Ice cores provide crucial information on past climate and climate processes that is critical to understanding climate and predicting future change. Modern techniques will allow the field team to make isotope measurements that reveal past temperatures at the site.

Further laboratory measurements on the returned ice cores will be used to explore past changes in winds, sea-ice, volcanic activity and solar variability.

Antarctic ice cores, in particular, provide information from a region of the planet where we have only short observational records and there is a need for further insight into the role of Antarctica in the global climate system.

The Aurora Basin project has been several years in the planning. Considerable logistics are required to move accommodation and equipment to support the team, with most of this being transported to the site on an overland traverse by heavy vehicles.

In all, around 26 tonnes of camp and drilling equipment will be carried across 1300 kms of the windswept and hostile icecap.

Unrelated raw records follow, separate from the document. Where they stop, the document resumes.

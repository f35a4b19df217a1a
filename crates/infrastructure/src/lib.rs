//! Infrastructure layer - Configuration
//!
//! Loads and validates the application configuration from defaults, an
//! optional `config` file, and `SLOTWISE_*` environment variables.

pub mod config;

pub use config::{AppConfig, CalendarAppConfig, Environment, SchedulingConfig, ServerConfig};
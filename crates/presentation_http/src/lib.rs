//! Slotwise HTTP presentation layer
//!
//! This crate provides the HTTP API for the scheduling assistant.

pub mod error;
pub mod handlers;
pub mod routes;
pub mod state;

pub use error::ApiError;
pub use routes::create_router;
pub use state::AppState;
//! Health check handlers

use axum::{Json, extract::State, http::StatusCode};
use serde::{Deserialize, Serialize};

use crate::state::AppState;

/// Health check response
#[derive(Debug, Clone, Serialize, Deserialize)]
pub struct HealthResponse {
    pub status: String,
    pub version: String,
}

/// Liveness check - is the server running?
pub async fn health_check() -> Json<HealthResponse> {
    Json(HealthResponse {
        status: "ok".to_string(),
        version: env!("CARGO_PKG_VERSION").to_string(),
    })
}

/// Readiness response
#[derive(Debug, Clone, Serialize, Deserialize)]
pub struct ReadinessResponse {
    pub ready: bool,
    pub calendar: ServiceStatus,
}

/// Status of a dependency
#[derive(Debug, Clone, Serialize, Deserialize)]
pub struct ServiceStatus {
    pub healthy: bool,
}

/// Readiness check - can the server reach its calendar backend?
pub async fn readiness_check(
    State(state): State<AppState>,
) -> (StatusCode, Json<ReadinessResponse>) {
    let calendar_healthy = state.booking_service.calendar_is_available().await;

    let status_code = if calendar_healthy {
        StatusCode::OK
    } else {
        StatusCode::SERVICE_UNAVAILABLE
    };

    (
        status_code,
        Json(ReadinessResponse {
            ready: calendar_healthy,
            calendar: ServiceStatus {
                healthy: calendar_healthy,
            },
        }),
    )
}
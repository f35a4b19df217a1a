//! Slotwise HTTP Server
//!
//! Main entry point for the scheduling assistant API.

use std::{sync::Arc, time::Duration};

use application::{BookingService, ports::CalendarPort};
use infrastructure::AppConfig;
use integration_gcal::{GoogleCalendarAdapter, GoogleCalendarClient};
use presentation_http::{routes, state::AppState};
use tokio::{net::TcpListener, signal};
use tower_http::{
    cors::{Any, CorsLayer},
    trace::TraceLayer,
};
use tracing::info;
use tracing_subscriber::{layer::SubscriberExt, util::SubscriberInitExt};

#[tokio::main]
async fn main() -> anyhow::Result<()> {
    // Initialize tracing
    tracing_subscriber::registry()
        .with(
            tracing_subscriber::EnvFilter::try_from_default_env()
                .unwrap_or_else(|_| "slotwise_server=debug,tower_http=debug".into()),
        )
        .with(tracing_subscriber::fmt::layer())
        .init();

    info!("Slotwise v{} starting...", env!("CARGO_PKG_VERSION"));

    // Load configuration
    let config = AppConfig::load().unwrap_or_else(|e| {
        tracing::warn!("Failed to load config, using defaults: {}", e);
        AppConfig::default()
    });

    info!(
        host = %config.server.host,
        port = %config.server.port,
        calendar = %config.calendar.calendar_id,
        "Configuration loaded"
    );

    // Initialize the calendar adapter
    let client = GoogleCalendarClient::new(config.calendar.to_gcal_config())
        .map_err(|e| anyhow::anyhow!("Failed to initialize calendar client: {e}"))?;
    let calendar: Arc<dyn CalendarPort> = Arc::new(GoogleCalendarAdapter::new(client));

    // Initialize the booking service with the configured policy
    let policy = config
        .scheduling
        .to_policy()
        .map_err(|e| anyhow::anyhow!("Invalid scheduling configuration: {e}"))?;
    let booking_service = BookingService::new(calendar, policy);

    let state = AppState {
        booking_service: Arc::new(booking_service),
        config: Arc::new(config.clone()),
    };

    // Build router
    let app = routes::create_router(state);

    // Configure CORS layer
    let cors_layer = if config.server.allowed_origins.is_empty() {
        // Development mode: allow all origins
        CorsLayer::new()
            .allow_origin(Any)
            .allow_methods(Any)
            .allow_headers(Any)
    } else {
        // Production mode: restrict to configured origins
        use axum::http::{HeaderValue, Method};
        let origins: Vec<HeaderValue> = config
            .server
            .allowed_origins
            .iter()
            .filter_map(|o| o.parse().ok())
            .collect();
        CorsLayer::new()
            .allow_origin(origins)
            .allow_methods([Method::GET, Method::POST])
            .allow_headers(Any)
    };

    // Add middleware (order matters: first added = outermost)
    let app = app.layer(TraceLayer::new_for_http()).layer(cors_layer);

    // Start server
    let addr = format!("{}:{}", config.server.host, config.server.port);
    let listener = TcpListener::bind(&addr).await?;

    info!("Server listening on http://{}", addr);

    // Graceful shutdown configuration
    let shutdown_timeout = Duration::from_secs(config.server.shutdown_timeout_secs.unwrap_or(30));

    axum::serve(listener, app)
        .with_graceful_shutdown(shutdown_signal(shutdown_timeout))
        .await?;

    info!("Server shutdown complete");

    Ok(())
}

/// Wait for shutdown signals (SIGINT, SIGTERM) and handle graceful shutdown
async fn shutdown_signal(timeout: Duration) {
    let ctrl_c = async {
        // Log error but continue waiting - this is a best-effort signal handler
        if let Err(e) = signal::ctrl_c().await {
            tracing::error!("Failed to install Ctrl+C handler: {}", e);
        }
    };

    #[cfg(unix)]
    let terminate = async {
        match signal::unix::signal(signal::unix::SignalKind::terminate()) {
            Ok(mut signal) => {
                signal.recv().await;
            },
            Err(e) => {
                tracing::error!("Failed to install SIGTERM handler: {}", e);
                std::future::pending::<()>().await;
            },
        }
    };

    #[cfg(not(unix))]
    let terminate = std::future::pending::<()>();

    tokio::select! {
        () = ctrl_c => {
            info!("Received Ctrl+C, initiating graceful shutdown...");
        }
        () = terminate => {
            info!("Received SIGTERM, initiating graceful shutdown...");
        }
    }

    info!("Waiting up to {:?} for connections to close...", timeout);
    // The actual connection draining is handled by axum's graceful_shutdown
}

The traverse, to be managed by a 14-strong team of colleagues from the French station Dumont d’Urville, will be joined by the Australian Antarctic Division’s head of Climate Processes and Change, Dr Tas van Ommen.

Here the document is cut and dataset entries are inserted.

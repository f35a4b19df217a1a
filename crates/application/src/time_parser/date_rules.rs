//! Date resolution rules
//!
//! The source of a request's calendar date is decided by an ordered rule
//! table, evaluated top to bottom with first match winning:
//!
//! 1. explicit `YYYY-MM-DD` / `YYYY/MM/DD`
//! 2. weekday name (always a future occurrence, never today)
//! 3. "today" / "tomorrow"
//! 4. "next week"
//! 5. default: tomorrow
//!
//! The fallback is tomorrow rather than today so that an unparseable
//! request can never target a window that is already in the past.

use chrono::{DateTime, Datelike, Duration, NaiveDate, Utc};
use regex::Regex;
use std::sync::OnceLock;
use tracing::debug;

/// Weekday names in the fixed scan order, index = days from Monday
const WEEKDAYS: [&str; 7] = [
    "monday",
    "tuesday",
    "wednesday",
    "thursday",
    "friday",
    "saturday",
    "sunday",
];

/// A date-resolution rule: a name for diagnostics plus an extractor
struct DateRule {
    name: &'static str,
    apply: fn(&str, NaiveDate) -> Option<NaiveDate>,
}

/// The rule table, highest precedence first
const RULES: [DateRule; 4] = [
    DateRule {
        name: "explicit_date",
        apply: explicit_date,
    },
    DateRule {
        name: "weekday",
        apply: weekday,
    },
    DateRule {
        name: "today_or_tomorrow",
        apply: today_or_tomorrow,
    },
    DateRule {
        name: "next_week",
        apply: next_week,
    },
];

fn explicit_date_pattern() -> &'static Regex {
    static PATTERN: OnceLock<Regex> = OnceLock::new();
    PATTERN.get_or_init(build_explicit_date_pattern)
}

#[allow(clippy::unwrap_used)]
fn build_explicit_date_pattern() -> Regex {
    Regex::new(r"(\d{4})[-/](\d{2})[-/](\d{2})").unwrap()
}

/// Resolve the calendar date a request refers to
///
/// Never fails: text without any recognizable date expression resolves to
/// tomorrow.
#[must_use]
pub fn resolve_date(text: &str, now: DateTime<Utc>) -> NaiveDate {
    let lower = text.to_lowercase();
    let today = now.date_naive();

    for rule in &RULES {
        if let Some(date) = (rule.apply)(&lower, today) {
            debug!(rule = rule.name, %date, "Resolved date");
            return date;
        }
    }

    debug!("No date expression matched, defaulting to tomorrow");
    today + Duration::days(1)
}

/// Rule 1: a literal `YYYY-MM-DD` or `YYYY/MM/DD` anywhere in the text
///
/// An arithmetically impossible combination (month 13, day 32) does not
/// match and falls through to the lower-precedence rules.
fn explicit_date(lower: &str, _today: NaiveDate) -> Option<NaiveDate> {
    let caps = explicit_date_pattern().captures(lower)?;
    let year = caps[1].parse().ok()?;
    let month = caps[2].parse().ok()?;
    let day = caps[3].parse().ok()?;
    NaiveDate::from_ymd_opt(year, month, day)
}

/// Rule 2: the first weekday name found in the fixed Monday..Sunday order
///
/// A weekday always refers to a future occurrence: saying "Monday" on a
/// Monday means next Monday, never today.
fn weekday(lower: &str, today: NaiveDate) -> Option<NaiveDate> {
    let position = WEEKDAYS.iter().position(|day| lower.contains(day))?;
    let index = u32::try_from(position).ok()?;
    let mut offset = (7 + index - today.weekday().num_days_from_monday()) % 7;
    if offset == 0 {
        offset = 7;
    }
    Some(today + Duration::days(i64::from(offset)))
}

/// Rule 3: relative keywords "today" and "tomorrow"
fn today_or_tomorrow(lower: &str, today: NaiveDate) -> Option<NaiveDate> {
    if lower.contains("today") {
        Some(today)
    } else if lower.contains("tomorrow") {
        Some(today + Duration::days(1))
    } else {
        None
    }
}

/// Rule 4: "next week" means seven days out
fn next_week(lower: &str, today: NaiveDate) -> Option<NaiveDate> {
    lower
        .contains("next week")
        .then(|| today + Duration::days(7))
}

“The traverse route which climbs from sea level to an altitude of 2694 metres will take around 12–15 days, depending on the weather,” Dr van Ommen said.

“On arrival at the site, the traverse team will establish the camp and prepare a skiway on the ice readiness for the arrival of remaining colleagues by aircraft.

“Conditions will be very challenging for everyone. At Aurora Basin we can expect temperatures ranging from between −25 to −30C degrees on a good day, so a warm living space is essential. A large communal kitchen and living tent will form the heart of the camp where kerosene heating will help warm the interior to around zero, or a few degrees above.

“Other large tents for drilling and core processing, will protect scientists from blizzard conditions outside, but will not be heated. A range of smaller, single-person, polar pyramid tents will be used for sleeping.

“The camp will be set up in a way that will enable its full breakdown and retrieval by air at the end of the field season, eliminating the need for a traverse exit,” Dr van Ommen said.

Aurora Basin is the ideal site for the research as it has sufficient snowfall of about 13cm of ice per year; enough to provide the first record of year-to-year changes over the past 2000 years in this region of the continent.